**WHAT YOU SHOULD DO:** The response should consist solely of the lines running from the line with "let first = session.get_page(0)?;" to the end of the data, retyped exactly.

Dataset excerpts
┄┄┄┄┄┄┄┄┄┄┄┄┄┄┄┄┄┄┄┄
#![allow(missing_docs)]

use std::sync::Arc;
use std::thread;
use std::time::{Duration, Instant};

use pagecache::metrics::CounterMetrics;
use pagecache::page::TOTAL_PAGES_FIELD;
use pagecache::{
    CacheError, CacheOptions, CreatedSession, Page, PagedSession, Result, SessionCache,
    TotalPages, VecSource,
};
use tempfile::{tempdir, TempDir};

fn options(dir: &TempDir, buffer_pages: usize, records_per_page: usize) -> CacheOptions {
    CacheOptions {
        cleanup_idle_secs: 0,
        expired_secs: 0,
        max_sessions: 8,
        records_per_page,
        buffer_pages,
        max_swap_records: 10_000,
        max_wait_ms: 1_000,
        swap_dir: Some(dir.path().to_path_buf()),
        in_memory_swap: false,
    }
}

fn records(n: usize) -> Vec<String> {
    (0..n).map(|i| format!("record-{i:03}")).collect()
}

fn paged(cache: &SessionCache, n: usize) -> Result<Arc<PagedSession>> {
    match cache.create_session(Box::new(VecSource::new(records(n))))? {
        Some(CreatedSession::Paged(session)) => Ok(session),
        _ => panic!("expected a registered session"),
    }
}

fn wait_for_total(session: &PagedSession) -> usize {
    let deadline = Instant::now() + Duration::from_secs(5);
    loop {
        if let TotalPages::Known(total) = session.total_pages() {
            return total;
        }
        assert!(Instant::now() < deadline, "swap build did not finish");
        thread::sleep(Duration::from_millis(5));
    }
}

fn get_page(session: &PagedSession, index: usize) -> Page {
    let deadline = Instant::now() + Duration::from_secs(5);
    loop {
        match session.get_page(index) {
            Ok(page) => return page,
            Err(err) if err.is_retryable() && Instant::now() < deadline => {
                thread::sleep(Duration::from_millis(5));
            }
            Err(err) => panic!("page {index}: {err}"),
        }
    }
}

#[test]
fn twenty_records_make_ten_pages() -> Result<()> {
    let dir = tempdir()?;
    let cache = SessionCache::open(options(&dir, 3, 2))?;
    let session = paged(&cache, 20)?;
    assert_eq!(wait_for_total(&session), 10);

    let last = get_page(&session, 9);
    assert_eq!(last.len(), 2);
    assert_eq!(last.records(), ["record-018", "record-019"]);
    assert_eq!(last.header().map(|h| h.current_page), Some(9));
    assert!(session.exists(0)?);
    assert!(session.exists(9)?);
    assert!(!session.exists(10)?);
    assert!(matches!(session.get_page(10), Err(CacheError::NoSuchPage(10))));
    cache.shutdown();
    Ok(())
}

#[test]
fn pages_concatenate_to_source_order() -> Result<()> {
    let dir = tempdir()?;
    let cache = SessionCache::open(options(&dir, 5, 3))?;
    let session = paged(&cache, 61)?;
    let total = wait_for_total(&session);
    assert_eq!(total, 21);

    let mut seen = Vec::new();
    for index in 0..total {
        let page = get_page(&session, index);
        assert!(page.len() <= 3);
        seen.extend(page.records().iter().cloned());
    }
    assert_eq!(seen, records(61));
    cache.shutdown();
    Ok(())
}

#[test]
fn window_never_exceeds_buffer() -> Result<()> {
    let dir = tempdir()?;
    let metrics = Arc::new(CounterMetrics::default());
    let cache = SessionCache::with_metrics(options(&dir, 3, 2), metrics.clone())?;
    let session = paged(&cache, 40)?;
    let total = wait_for_total(&session);

    for index in [19, 0, 10, 11, 3, 18, 7] {
        let page = get_page(&session, index);
        assert!(page.header().map(|h| h.in_memory_pages).unwrap_or_default() <= 3);
        assert!(session.window_pages()?.len() <= 3);
    }
    for index in (0..total).rev() {
        get_page(&session, index);
        assert!(session.available_pages()? <= 3);
    }

    let deadline = Instant::now() + Duration::from_secs(5);
    while session.window_pages()? != vec![0, 1, 2] {
        assert!(Instant::now() < deadline, "window never returned to the start");
        thread::sleep(Duration::from_millis(5));
    }
    assert!(CounterMetrics::get(&metrics.rebalances) > 0);
    assert!(CounterMetrics::get(&metrics.window_misses) > 0);
    cache.shutdown();
    Ok(())
}

#[test]
fn source_filling_exactly_one_window_never_swaps() -> Result<()> {
    let dir = tempdir()?;
    let cache = SessionCache::open(options(&dir, 3, 2))?;
    let session = paged(&cache, 6)?;
    assert!(!session.is_swapped());
    assert_eq!(session.total_pages(), TotalPages::Known(3));
    assert_eq!(std::fs::read_dir(dir.path())?.count(), 0);

    let page = session.get_page(2)?;
    assert_eq!(
        page.header().and_then(|h| h.get(TOTAL_PAGES_FIELD)).as_deref(),
        Some("3")
    );
    cache.shutdown();
    Ok(())
}

#[test]
fn swap_file_is_removed_on_cleanup() -> Result<()> {
    let dir = tempdir()?;
    let cache = SessionCache::open(options(&dir, 1, 2))?;
    let session = paged(&cache, 10)?;
    wait_for_total(&session);
    assert_eq!(std::fs::read_dir(dir.path())?.count(), 1);

    assert!(cache.remove_session(session.key())?);
    assert!(session.is_destroyed());
    assert_eq!(std::fs::read_dir(dir.path())?.count(), 0);
    session.cleanup(Some(Duration::from_millis(100)))?;
    assert!(matches!(session.get_page(0), Err(CacheError::Expired)));
    cache.shutdown();
    Ok(())
}

#[test]
fn first_page_is_served_while_swap_builds() -> Result<()> {
    let dir = tempdir()?;
    let cache = SessionCache::open(options(&dir, 3, 2))?;
    let session = paged(&cache, 2_000)?;
    let first = session.get_page(0)?;
    assert_eq!(first.records(), ["record-000", "record-001"]);
    let header = first.header().expect("stamped header");
    assert_eq!(header.page_key.as_ref(), Some(session.key()));
    assert!(header.total_pages == TotalPages::Pending || header.total_pages == TotalPages::Known(1_000));
    assert_eq!(wait_for_total(&session), 1_000);
    cache.shutdown();
    Ok(())
}

#[test]
fn swap_cap_below_first_window_keeps_pages_consistent() -> Result<()> {
    let dir = tempdir()?;
    let mut opts = options(&dir, 3, 2);
    opts.max_swap_records = 3;
    let cache = SessionCache::open(opts)?;
    let session = paged(&cache, 20)?;

    // the first window and its overflow record are stored despite the cap
    let total = wait_for_total(&session);
    assert_eq!(total, 4);
    let expected = records(7);
    for index in 0..total {
        assert!(session.exists(index)?, "page {index}");
        let page = get_page(&session, index);
        let end = (index * 2 + 2).min(expected.len());
        assert_eq!(page.records(), &expected[index * 2..end], "page {index}");
    }
    assert!(!session.exists(total)?);
    assert!(matches!(session.get_page(total), Err(CacheError::NoSuchPage(4))));

    // window pages evicted and reloaded from swap are unchanged
    assert_eq!(get_page(&session, 0).records(), ["record-000", "record-001"]);
    cache.shutdown();
    Ok(())
}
┄┄┄┄┄┄┄┄┄┄┄┄┄┄┄┄┄┄┄┄
**ANSWER SPACE:**
    let first = session.get_page(0)?;
    assert_eq!(first.records(), ["record-000", "record-001"]);
    let header = first.header().expect("stamped header");
    assert_eq!(header.page_key.as_ref(), Some(session.key()));
    assert!(header.total_pages == TotalPages::Pending || header.total_pages == TotalPages::Known(1_000));
    assert_eq!(wait_for_total(&session), 1_000);
    cache.shutdown();
    Ok(())
}

#[test]
fn swap_cap_below_first_window_keeps_pages_consistent() -> Result<()> {
    let dir = tempdir()?;
    let mut opts = options(&dir, 3, 2);
    opts.max_swap_records = 3;
    let cache = SessionCache::open(opts)?;
    let session = paged(&cache, 20)?;

    // the first window and its overflow record are stored despite the cap
    let total = wait_for_total(&session);
    assert_eq!(total, 4);
    let expected = records(7);
    for index in 0..total {
        assert!(session.exists(index)?, "page {index}");
        let page = get_page(&session, index);
        let end = (index * 2 + 2).min(expected.len());
        assert_eq!(page.records(), &expected[index * 2..end], "page {index}");
    }
    assert!(!session.exists(total)?);
    assert!(matches!(session.get_page(total), Err(CacheError::NoSuchPage(4))));

    // window pages evicted and reloaded from swap are unchanged
    assert_eq!(get_page(&session, 0).records(), ["record-000", "record-001"]);
    cache.shutdown();
    Ok(())
}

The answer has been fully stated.